You are where you are

One of the basic facts of anonymity is that you're only as anonymous as the people you could be mistaken for. If I don't know who you are, but I know that you're a Grammy-nominated Nigerian guitarist who has acted in a Robert Altman film, I have a pretty good idea who you are. If all I know is that you're Nigerian, I don't really have a clue.

This notion was formalized in 2002 by Latanya Sweeney (or someone going by that name, at least) under the name anonymity set. Along with a host of other interesting research, Sweeney also studied the uniqueness of various combinations of readily available data and concluded (I'm quoting here from the abstract) that
  • 87% (216 million of 248 million) of the population in the United States had reported characteristics that likely made them unique based only on {5-digit ZIP, gender, date of birth}.
  • About half of the U.S. population (132 million of 248 million or 53%) are likely to be uniquely identified by only {place, gender, date of birth}, where place is basically the city, town, or municipality in which the person resides.
  • And even at the county level, {county, gender, date of birth} are likely to uniquely identify 18% of the U.S. population.
  • In general, few characteristics are needed to uniquely identify a person.

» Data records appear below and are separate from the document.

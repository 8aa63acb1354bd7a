//! Graph export.
//!
//! The evaluator's forward pass is traced on a sample batch and written out
//! as a graph artifact whose batch axis stays dynamic.

pub mod tracer;

use std::path::Path;

use log::{debug, info};

use crate::encoder::SampleBatch;
use crate::error::PipelineError;
use crate::graph::{
    validate_graph, write_graph, Graph, StructuralError, BOARD_INPUT, ELO_OPPO, ELO_SELF, MAX_OPSET, MIN_OPSET,
    MOVE_PROBS, SIDE_INFO_LOGITS, WIN_PROB,
};
use crate::model::{Evaluator, EvaluatorInputs, Mode};

pub use tracer::{Traced, Tracer};

/// Opset used when none is requested
pub const DEFAULT_OPSET: u32 = 17;

/// Producer string recorded in every artifact
pub const PRODUCER: &str = concat!(env!("CARGO_PKG_NAME"), " ", env!("CARGO_PKG_VERSION"));

/// Trace `evaluator` on `batch` without touching the filesystem.
pub fn trace<E: Evaluator>(evaluator: &E, batch: &SampleBatch, opset: u32) -> Result<Graph, PipelineError> {
    if !(MIN_OPSET..=MAX_OPSET).contains(&opset) {
        return Err(StructuralError::OpsetOutOfRange {
            opset,
            min: MIN_OPSET,
            max: MAX_OPSET,
        }
        .into());
    }

    let mut tracer = Tracer::new(opset, batch.len());
    let inputs = EvaluatorInputs {
        board: tracer.input(BOARD_INPUT, batch.board())?,
        elo_self: tracer.input(ELO_SELF, batch.elo_self())?,
        elo_oppo: tracer.input(ELO_OPPO, batch.elo_oppo())?,
    };
    let heads = evaluator.forward(&mut tracer, inputs, Mode::Inference)?;

    let mut outputs = vec![(MOVE_PROBS, heads.move_probs)];
    if let Some(side) = heads.side_info_logits {
        outputs.push((SIDE_INFO_LOGITS, side));
    }
    outputs.push((WIN_PROB, heads.win_prob));
    let graph = tracer.finish(outputs, PRODUCER)?;

    validate_graph(&graph)?;
    Ok(graph)
}

/// Trace, validate and write the artifact to `output_path`.
pub fn export<E: Evaluator>(
    evaluator: &E,
    batch: &SampleBatch,
    output_path: &Path,
    opset: u32,
) -> Result<Graph, PipelineError> {
    debug!("tracing on {} sample positions at opset {}", batch.len(), opset);
    let graph = trace(evaluator, batch, opset)?;
    write_graph(&graph, output_path)?;
    info!(
        "exported {} nodes and {} initializers ({} bytes of weights) to {}",
        graph.nodes.len(),
        graph.initializers.len(),
        graph.initializer_bytes(),
        output_path.display()
    );
    Ok(graph)
}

Recently, Philippe Golle and Kurt Partridge, in a paper that's been making the rounds, have built on that work to see what one can glean from knowing approximately where a person lives and works. The result, based on US Census data, was that given a pair of census blocks in which someone is known to live and work (for example because they've contributed cell phone location data to an anonymized database), there is on average one person who lives and works in that particular pair.

Golle and Partridge adopt Sweeney's definition of privacy (or that lack thereof) based on anonymity sets. In the extreme case that there's only one person in the set, that is, there's only one person with some particular set of characteristics, one should assume it won't be hard to discover just which one person that is. This seems prudent.

Under that notion of privacy, if someone knows the census blocks where you live and work, they know who you are.

Now, a census block is fairly small, being about a city block (hence the name) in a large city and comprising from zero to a few hundred people, but it's not tiny. Moreover, even if all that's known are the census tracts (more or less a zipcode/postcode) you live and work in, there are probably about twenty people in the same situation, more if the two are the same, fewer if you live in a different tract from your workplace. Only at the county level does the anonymity set get reasonable large (into the tens of thousands on average).

So: Give out your county, but not your zipcode. If you live in rural Alaska your milage will vary, but in that case it's probably a good idea that everyone know who you are and vice versa.